The anti-corruption police have accused deputy labour and social affairs minister Vladimir Šiška and ministry IT section head Milan Hojer of bribery, the Czech news website tyden.cz reports. The spokesman for the anti-corruption unit, Jaroslav Ibehej, confirmed that both men had been detained on Monday but declined to reveal additional details beyond the case being connected to public procurement. In a press release, the Labour and Social Affairs Minister Jaromír Drábek of the TOP 09 party expressed dissatisfaction that the police had refused to give any details, calling procedures taken by the unit “scandalous ten days ahead of the Senate and regional elections”. If charged and found guilty in court the two could face officials detained on Monday could face up to six years in jail.
In connection with Monday’s developments there have been some calls within the TOP 09 party for Mr Drábek to resign. Karola Haasová, heading the candidates’ list in the region of Ústí made clear she thought he should do so.TOP 09 Olomouc chairman Tomáš Chalánek said the minister should at least consider the step.
The district court in Hradec Kralové sentenced a man responsible for the death of two little boys last year to eight years in prison. A previous six-year sentence handed to the man - Jaroslav Novák – was struck down earlier; Monday’s verdict can be appealed. Last year, Novák, an epilepsy sufferer who had been banned from driving, backed his car into and ran over the boys, who were brothers, at a zebra crossing they were on with their grandparents. The defendant apologised repeatedly on Monday. In court in May, he had said he remembered nothing of the incident. He had suggested earlier he had felt a seizure coming on but that was not confirmed by expert witnesses.

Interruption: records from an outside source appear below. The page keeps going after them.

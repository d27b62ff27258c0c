//! Channel transports: the boundary where queue items turn into messages a
//! person actually receives.
//!
//! [`Courier`] is the production transport. Email goes through a [`Mailer`];
//! SMS and chat have no backend yet and are recorded as skipped, which still
//! lets the dispatcher mark their items distributed.

use std::future::Future;

use lettre::{
  AsyncSmtpTransport, AsyncTransport as _, Tokio1Executor,
  message::{Mailbox, header::ContentType},
  transport::smtp::authentication::Credentials,
};
use serde::Deserialize;
use thiserror::Error;

use tidings_core::model::{Channel, Message, Recipient};

use crate::mail::{self, OutgoingMail};

// ─── Trait ───────────────────────────────────────────────────────────────────

/// What happened to a send that did not fail.
#[derive(Debug, Clone, Copy, PartialEq, Eq)]
pub enum Delivery {
  Sent,
  /// The channel has no backend; nothing left the process.
  Skipped,
}

#[derive(Debug, Error)]
pub enum TransportError {
  #[error("invalid address: {0}")]
  Address(#[from] lettre::address::AddressError),

  #[error("could not build email: {0}")]
  Build(#[from] lettre::error::Error),

  #[error("smtp error: {0}")]
  Smtp(#[from] lettre::transport::smtp::Error),

  #[error("{0}")]
  Other(String),
}

pub trait ChannelTransport: Send + Sync {
  fn send<'a>(
    &'a self,
    channel: Channel,
    recipient: &'a Recipient,
    subject: &'a str,
    body: &'a str,
  ) -> impl Future<Output = Result<Delivery, TransportError>> + Send + 'a;

  /// One combined notification covering every message in `messages`.
  fn send_batch<'a>(
    &'a self,
    channel: Channel,
    recipient: &'a Recipient,
    messages: &'a [Message],
  ) -> impl Future<Output = Result<Delivery, TransportError>> + Send + 'a;
}

// ─── Mailers ─────────────────────────────────────────────────────────────────

pub trait Mailer: Send + Sync {
  fn deliver(
    &self,
    mail: OutgoingMail,
  ) -> impl Future<Output = Result<(), TransportError>> + Send + '_;
}

fn default_smtp_port() -> u16 { 587 }

/// SMTP relay settings.
#[derive(Debug, Clone, Deserialize)]
pub struct SmtpConfig {
  pub host:     String,
  #[serde(default = "default_smtp_port")]
  pub port:     u16,
  pub username: Option<String>,
  pub password: Option<String>,
  /// Sender mailbox, e.g. `Tidings <noreply@example.com>`.
  pub from:     String,
}

/// Sends mail through an SMTP relay.
#[derive(Clone)]
pub struct SmtpMailer {
  transport: AsyncSmtpTransport<Tokio1Executor>,
  from:      Mailbox,
}

impl SmtpMailer {
  pub fn new(config: &SmtpConfig) -> Result<Self, TransportError> {
    let from: Mailbox = config.from.parse()?;
    let mut builder =
      AsyncSmtpTransport::<Tokio1Executor>::relay(&config.host)?.port(config.port);
    if let (Some(username), Some(password)) = (&config.username, &config.password) {
      builder = builder.credentials(Credentials::new(username.clone(), password.clone()));
    }

    Ok(Self { transport: builder.build(), from })
  }
}

impl Mailer for SmtpMailer {
  async fn deliver(&self, mail: OutgoingMail) -> Result<(), TransportError> {
    let email = lettre::Message::builder()
      .from(self.from.clone())
      .to(mail.to.parse()?)
      .subject(mail.subject)
      .header(ContentType::TEXT_PLAIN)
      .body(mail.body)?;

    let response = self.transport.send(email).await?;
    tracing::debug!(to = %mail.to, positive = response.is_positive(), "smtp replied");
    Ok(())
  }
}

/// Logs mail instead of sending it. Used when no SMTP relay is configured.
#[derive(Debug, Clone, Copy, Default)]
pub struct LogMailer;

impl Mailer for LogMailer {
  async fn deliver(&self, mail: OutgoingMail) -> Result<(), TransportError> {
    tracing::info!(to = %mail.to, subject = %mail.subject, "email (not sent, no smtp relay)");
    Ok(())
  }
}

/// Whichever mailer the configuration selects.
#[derive(Clone)]
pub enum ConfiguredMailer {
  Smtp(SmtpMailer),
  Log(LogMailer),
}

impl ConfiguredMailer {
  pub fn from_config(smtp: Option<&SmtpConfig>) -> Result<Self, TransportError> {
    Ok(match smtp {
      Some(config) => Self::Smtp(SmtpMailer::new(config)?),
      None => Self::Log(LogMailer),
    })
  }
}

impl Mailer for ConfiguredMailer {
  async fn deliver(&self, mail: OutgoingMail) -> Result<(), TransportError> {
    match self {
      Self::Smtp(m) => m.deliver(mail).await,
      Self::Log(m) => m.deliver(mail).await,
    }
  }
}

// ─── Courier ─────────────────────────────────────────────────────────────────

/// Routes each channel to its backend.
pub struct Courier<M> {
  mailer: M,
}

impl<M: Mailer> Courier<M> {
  pub fn new(mailer: M) -> Self { Self { mailer } }

  fn skip(channel: Channel, recipient: &Recipient) -> Delivery {
    tracing::info!(
      %channel,
      recipient_id = %recipient.recipient_id,
      "channel has no transport, skipping send"
    );
    Delivery::Skipped
  }
}

impl<M: Mailer> ChannelTransport for Courier<M> {
  async fn send(
    &self,
    channel: Channel,
    recipient: &Recipient,
    subject: &str,
    body: &str,
  ) -> Result<Delivery, TransportError> {
    match channel {
      Channel::Email => {
        self.mailer.deliver(mail::single(recipient, subject, body)).await?;
        Ok(Delivery::Sent)
      }
      Channel::Sms | Channel::Chat => Ok(Self::skip(channel, recipient)),
    }
  }

  async fn send_batch(
    &self,
    channel: Channel,
    recipient: &Recipient,
    messages: &[Message],
  ) -> Result<Delivery, TransportError> {
    match channel {
      Channel::Email => {
        self.mailer.deliver(mail::summary(recipient, messages)).await?;
        Ok(Delivery::Sent)
      }
      Channel::Sms | Channel::Chat => Ok(Self::skip(channel, recipient)),
    }
  }
}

On Sunday more than 5,000 people signed the Czech version of the Amnesty International´s petition calling for the release of members of Pussy Riot, the Russian political punk band. Amnesty International revealed the outcome at a meeting it staged in support of the group in front of the Russian embassy in Prague. Some forty people attended the protest. The three members of Pussy Riot were sentenced in August to two years behind bars for a controversial performance in a Moscow church earlier in the year.